• [Task prompt]: Going down the data below, set down exactly the line with "and mapped writable." and each line after it through the line with "pub fn wrote_position(&self)"; no other lines.

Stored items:
════════════════════

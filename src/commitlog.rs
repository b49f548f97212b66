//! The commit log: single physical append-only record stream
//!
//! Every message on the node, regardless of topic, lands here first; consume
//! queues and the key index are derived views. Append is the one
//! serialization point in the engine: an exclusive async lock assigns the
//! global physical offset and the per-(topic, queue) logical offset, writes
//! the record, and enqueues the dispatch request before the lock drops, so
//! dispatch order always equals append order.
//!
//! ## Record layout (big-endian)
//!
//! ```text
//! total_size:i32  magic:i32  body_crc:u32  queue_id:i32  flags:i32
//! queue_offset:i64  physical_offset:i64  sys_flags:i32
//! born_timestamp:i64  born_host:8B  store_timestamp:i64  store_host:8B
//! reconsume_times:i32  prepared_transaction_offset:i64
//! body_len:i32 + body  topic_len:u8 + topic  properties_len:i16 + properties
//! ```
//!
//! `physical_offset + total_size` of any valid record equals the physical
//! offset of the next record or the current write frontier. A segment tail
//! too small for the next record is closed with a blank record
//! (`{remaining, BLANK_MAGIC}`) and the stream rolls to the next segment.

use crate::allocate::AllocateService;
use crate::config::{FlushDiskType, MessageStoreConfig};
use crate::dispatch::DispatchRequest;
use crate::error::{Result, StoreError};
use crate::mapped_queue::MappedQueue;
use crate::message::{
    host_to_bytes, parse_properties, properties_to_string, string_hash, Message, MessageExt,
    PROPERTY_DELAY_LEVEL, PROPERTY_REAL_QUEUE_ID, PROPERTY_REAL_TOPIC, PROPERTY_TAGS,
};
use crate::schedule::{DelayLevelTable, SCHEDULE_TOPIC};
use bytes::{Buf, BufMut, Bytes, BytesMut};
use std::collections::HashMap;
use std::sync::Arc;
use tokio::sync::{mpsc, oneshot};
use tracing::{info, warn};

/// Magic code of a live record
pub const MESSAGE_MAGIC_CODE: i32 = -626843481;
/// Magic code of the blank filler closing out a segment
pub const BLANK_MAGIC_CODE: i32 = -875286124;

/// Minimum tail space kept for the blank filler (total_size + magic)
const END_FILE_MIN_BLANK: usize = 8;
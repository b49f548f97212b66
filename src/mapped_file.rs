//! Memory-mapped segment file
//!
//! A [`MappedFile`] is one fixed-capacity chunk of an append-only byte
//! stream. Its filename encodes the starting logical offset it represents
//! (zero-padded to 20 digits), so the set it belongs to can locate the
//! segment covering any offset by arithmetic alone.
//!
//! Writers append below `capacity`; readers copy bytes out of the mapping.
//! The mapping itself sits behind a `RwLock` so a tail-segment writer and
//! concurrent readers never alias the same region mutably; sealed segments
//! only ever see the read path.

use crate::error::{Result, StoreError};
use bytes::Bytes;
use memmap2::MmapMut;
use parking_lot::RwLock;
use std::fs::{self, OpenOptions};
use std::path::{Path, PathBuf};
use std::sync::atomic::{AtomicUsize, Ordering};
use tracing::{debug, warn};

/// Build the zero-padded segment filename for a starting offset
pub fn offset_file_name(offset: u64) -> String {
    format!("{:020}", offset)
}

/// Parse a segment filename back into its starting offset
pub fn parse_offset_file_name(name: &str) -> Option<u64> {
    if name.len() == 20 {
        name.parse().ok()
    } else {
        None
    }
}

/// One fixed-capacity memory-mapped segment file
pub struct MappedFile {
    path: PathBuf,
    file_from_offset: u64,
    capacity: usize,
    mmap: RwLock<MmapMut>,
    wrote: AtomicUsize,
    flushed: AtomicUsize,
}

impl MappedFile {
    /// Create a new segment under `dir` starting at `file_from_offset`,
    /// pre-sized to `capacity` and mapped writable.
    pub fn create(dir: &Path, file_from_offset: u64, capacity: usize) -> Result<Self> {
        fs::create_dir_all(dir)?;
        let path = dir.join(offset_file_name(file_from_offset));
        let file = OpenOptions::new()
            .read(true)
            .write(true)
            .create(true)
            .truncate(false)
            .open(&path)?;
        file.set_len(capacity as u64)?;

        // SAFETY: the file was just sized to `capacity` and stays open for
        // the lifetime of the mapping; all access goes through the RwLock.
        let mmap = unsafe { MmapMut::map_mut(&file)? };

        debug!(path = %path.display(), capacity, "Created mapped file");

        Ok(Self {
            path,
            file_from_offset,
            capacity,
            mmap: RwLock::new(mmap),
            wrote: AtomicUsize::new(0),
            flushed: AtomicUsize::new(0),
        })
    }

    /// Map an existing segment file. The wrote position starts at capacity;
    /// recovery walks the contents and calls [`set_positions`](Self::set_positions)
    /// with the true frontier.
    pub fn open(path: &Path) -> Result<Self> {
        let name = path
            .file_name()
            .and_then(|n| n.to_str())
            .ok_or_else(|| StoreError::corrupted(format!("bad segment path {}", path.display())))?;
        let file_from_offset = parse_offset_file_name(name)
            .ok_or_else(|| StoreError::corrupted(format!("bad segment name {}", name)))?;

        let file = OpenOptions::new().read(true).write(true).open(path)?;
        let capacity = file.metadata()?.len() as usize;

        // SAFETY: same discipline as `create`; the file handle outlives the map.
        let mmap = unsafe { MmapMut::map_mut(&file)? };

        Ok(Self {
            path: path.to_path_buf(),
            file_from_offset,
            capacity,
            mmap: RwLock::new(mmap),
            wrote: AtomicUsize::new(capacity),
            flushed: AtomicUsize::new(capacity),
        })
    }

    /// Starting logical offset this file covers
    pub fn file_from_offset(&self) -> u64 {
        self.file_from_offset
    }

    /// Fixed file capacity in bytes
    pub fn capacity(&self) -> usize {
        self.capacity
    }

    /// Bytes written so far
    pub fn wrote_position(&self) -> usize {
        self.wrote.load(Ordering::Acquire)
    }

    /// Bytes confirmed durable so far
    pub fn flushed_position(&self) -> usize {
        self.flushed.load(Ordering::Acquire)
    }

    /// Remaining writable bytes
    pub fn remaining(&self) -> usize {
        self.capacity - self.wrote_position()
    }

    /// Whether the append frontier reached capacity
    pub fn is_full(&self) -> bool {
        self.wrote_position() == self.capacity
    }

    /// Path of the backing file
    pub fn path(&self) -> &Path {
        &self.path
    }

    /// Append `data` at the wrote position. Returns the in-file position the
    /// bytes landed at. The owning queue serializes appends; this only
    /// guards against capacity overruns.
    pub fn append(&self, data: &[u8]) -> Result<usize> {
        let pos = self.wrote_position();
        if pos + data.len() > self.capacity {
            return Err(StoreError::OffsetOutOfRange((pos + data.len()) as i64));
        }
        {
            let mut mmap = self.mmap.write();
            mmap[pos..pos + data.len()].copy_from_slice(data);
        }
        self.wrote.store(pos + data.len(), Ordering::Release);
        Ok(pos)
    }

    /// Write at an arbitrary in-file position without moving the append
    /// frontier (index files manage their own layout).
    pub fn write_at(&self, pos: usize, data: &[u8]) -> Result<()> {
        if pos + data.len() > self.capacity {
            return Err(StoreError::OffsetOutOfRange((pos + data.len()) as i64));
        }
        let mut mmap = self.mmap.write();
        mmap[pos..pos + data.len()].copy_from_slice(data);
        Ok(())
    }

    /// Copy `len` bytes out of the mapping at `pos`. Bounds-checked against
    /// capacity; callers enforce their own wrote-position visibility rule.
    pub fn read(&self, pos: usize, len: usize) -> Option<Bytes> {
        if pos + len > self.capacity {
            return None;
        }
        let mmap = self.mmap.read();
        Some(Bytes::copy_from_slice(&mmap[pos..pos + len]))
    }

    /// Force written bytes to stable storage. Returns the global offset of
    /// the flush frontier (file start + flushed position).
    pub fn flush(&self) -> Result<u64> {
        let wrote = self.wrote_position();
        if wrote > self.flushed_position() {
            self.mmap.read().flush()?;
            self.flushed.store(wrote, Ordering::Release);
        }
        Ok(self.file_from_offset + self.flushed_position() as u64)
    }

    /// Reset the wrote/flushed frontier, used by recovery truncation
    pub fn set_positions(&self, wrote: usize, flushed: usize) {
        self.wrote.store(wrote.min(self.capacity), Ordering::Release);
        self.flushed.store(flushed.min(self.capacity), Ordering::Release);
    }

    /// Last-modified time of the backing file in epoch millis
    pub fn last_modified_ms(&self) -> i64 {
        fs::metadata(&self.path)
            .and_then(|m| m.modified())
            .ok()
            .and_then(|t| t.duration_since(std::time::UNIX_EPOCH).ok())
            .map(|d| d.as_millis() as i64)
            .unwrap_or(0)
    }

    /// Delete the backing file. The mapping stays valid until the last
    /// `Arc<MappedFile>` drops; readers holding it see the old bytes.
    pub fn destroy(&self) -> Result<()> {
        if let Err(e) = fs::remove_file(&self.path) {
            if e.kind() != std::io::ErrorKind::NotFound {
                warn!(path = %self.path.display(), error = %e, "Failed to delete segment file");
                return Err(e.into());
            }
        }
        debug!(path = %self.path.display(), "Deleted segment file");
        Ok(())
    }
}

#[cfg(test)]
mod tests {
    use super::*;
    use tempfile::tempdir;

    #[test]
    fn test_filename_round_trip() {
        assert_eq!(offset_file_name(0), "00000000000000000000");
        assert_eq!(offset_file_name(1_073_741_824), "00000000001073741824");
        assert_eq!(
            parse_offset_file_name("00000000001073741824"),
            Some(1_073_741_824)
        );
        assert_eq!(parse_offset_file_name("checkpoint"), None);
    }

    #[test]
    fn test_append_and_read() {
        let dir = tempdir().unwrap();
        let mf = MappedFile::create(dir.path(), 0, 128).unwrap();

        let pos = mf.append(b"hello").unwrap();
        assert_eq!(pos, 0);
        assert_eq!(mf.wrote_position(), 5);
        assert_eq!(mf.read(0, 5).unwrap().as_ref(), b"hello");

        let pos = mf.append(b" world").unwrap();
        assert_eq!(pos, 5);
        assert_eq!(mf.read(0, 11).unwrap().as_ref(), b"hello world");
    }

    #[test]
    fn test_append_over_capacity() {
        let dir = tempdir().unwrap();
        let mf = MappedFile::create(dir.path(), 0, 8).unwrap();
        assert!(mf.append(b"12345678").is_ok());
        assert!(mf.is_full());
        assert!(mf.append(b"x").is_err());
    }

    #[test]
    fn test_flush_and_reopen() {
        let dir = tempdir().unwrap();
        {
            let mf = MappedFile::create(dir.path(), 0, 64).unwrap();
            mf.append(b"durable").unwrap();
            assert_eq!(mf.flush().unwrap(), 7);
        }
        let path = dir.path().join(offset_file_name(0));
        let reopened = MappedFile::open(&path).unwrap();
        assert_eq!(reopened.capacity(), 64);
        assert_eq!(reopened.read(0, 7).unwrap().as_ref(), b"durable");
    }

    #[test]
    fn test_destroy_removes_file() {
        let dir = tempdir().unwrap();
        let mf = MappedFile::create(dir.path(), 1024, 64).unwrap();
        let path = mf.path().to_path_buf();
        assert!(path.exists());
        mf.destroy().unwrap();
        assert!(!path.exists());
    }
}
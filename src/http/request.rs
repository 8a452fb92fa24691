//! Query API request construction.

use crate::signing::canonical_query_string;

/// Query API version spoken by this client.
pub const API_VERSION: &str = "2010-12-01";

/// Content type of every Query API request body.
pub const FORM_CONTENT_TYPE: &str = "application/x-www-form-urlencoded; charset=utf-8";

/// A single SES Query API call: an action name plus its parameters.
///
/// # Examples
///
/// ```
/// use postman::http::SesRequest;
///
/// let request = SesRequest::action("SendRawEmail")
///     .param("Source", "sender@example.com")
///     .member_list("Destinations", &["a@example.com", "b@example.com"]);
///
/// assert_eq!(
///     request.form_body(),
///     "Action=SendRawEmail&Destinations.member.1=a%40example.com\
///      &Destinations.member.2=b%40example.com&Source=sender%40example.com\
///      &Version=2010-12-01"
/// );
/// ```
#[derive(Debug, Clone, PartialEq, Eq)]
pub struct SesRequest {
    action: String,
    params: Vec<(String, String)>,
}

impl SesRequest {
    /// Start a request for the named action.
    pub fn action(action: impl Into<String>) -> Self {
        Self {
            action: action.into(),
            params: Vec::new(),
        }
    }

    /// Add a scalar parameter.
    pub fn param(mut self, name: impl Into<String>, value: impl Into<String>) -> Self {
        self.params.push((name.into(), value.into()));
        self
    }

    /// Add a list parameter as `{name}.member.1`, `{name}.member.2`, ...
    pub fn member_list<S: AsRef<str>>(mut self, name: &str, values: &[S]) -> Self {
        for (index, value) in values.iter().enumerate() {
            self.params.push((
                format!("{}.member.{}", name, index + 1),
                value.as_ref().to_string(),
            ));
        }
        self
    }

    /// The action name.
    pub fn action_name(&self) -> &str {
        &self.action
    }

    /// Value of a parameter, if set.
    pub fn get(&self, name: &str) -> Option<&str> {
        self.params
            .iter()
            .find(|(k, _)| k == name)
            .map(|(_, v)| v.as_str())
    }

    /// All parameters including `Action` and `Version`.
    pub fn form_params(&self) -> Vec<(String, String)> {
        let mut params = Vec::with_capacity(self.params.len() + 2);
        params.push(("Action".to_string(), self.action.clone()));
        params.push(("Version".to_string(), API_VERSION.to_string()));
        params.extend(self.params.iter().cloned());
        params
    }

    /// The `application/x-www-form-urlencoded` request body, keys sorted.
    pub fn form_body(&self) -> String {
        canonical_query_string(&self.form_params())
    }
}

════════════════════

• [Answer below]:
    /// pre-sized to `capacity` and mapped writable.
    pub fn create(dir: &Path, file_from_offset: u64, capacity: usize) -> Result<Self> {
        fs::create_dir_all(dir)?;
        let path = dir.join(offset_file_name(file_from_offset));
        let file = OpenOptions::new()
            .read(true)
            .write(true)
            .create(true)
            .truncate(false)
            .open(&path)?;
        file.set_len(capacity as u64)?;

        // SAFETY: the file was just sized to `capacity` and stays open for
        // the lifetime of the mapping; all access goes through the RwLock.
        let mmap = unsafe { MmapMut::map_mut(&file)? };

        debug!(path = %path.display(), capacity, "Created mapped file");

        Ok(Self {
            path,
            file_from_offset,
            capacity,
            mmap: RwLock::new(mmap),
            wrote: AtomicUsize::new(0),
            flushed: AtomicUsize::new(0),
        })
    }

    /// Map an existing segment file. The wrote position starts at capacity;
    /// recovery walks the contents and calls [`set_positions`](Self::set_positions)
    /// with the true frontier.
    pub fn open(path: &Path) -> Result<Self> {
        let name = path
            .file_name()
            .and_then(|n| n.to_str())
            .ok_or_else(|| StoreError::corrupted(format!("bad segment path {}", path.display())))?;
        let file_from_offset = parse_offset_file_name(name)
            .ok_or_else(|| StoreError::corrupted(format!("bad segment name {}", name)))?;

        let file = OpenOptions::new().read(true).write(true).open(path)?;
        let capacity = file.metadata()?.len() as usize;

        // SAFETY: same discipline as `create`; the file handle outlives the map.
        let mmap = unsafe { MmapMut::map_mut(&file)? };

        Ok(Self {
            path: path.to_path_buf(),
            file_from_offset,
            capacity,
            mmap: RwLock::new(mmap),
            wrote: AtomicUsize::new(capacity),
            flushed: AtomicUsize::new(capacity),
        })
    }

    /// Starting logical offset this file covers
    pub fn file_from_offset(&self) -> u64 {
        self.file_from_offset
    }

    /// Fixed file capacity in bytes
    pub fn capacity(&self) -> usize {
        self.capacity
    }

    /// Bytes written so far
    pub fn wrote_position(&self) -> usize {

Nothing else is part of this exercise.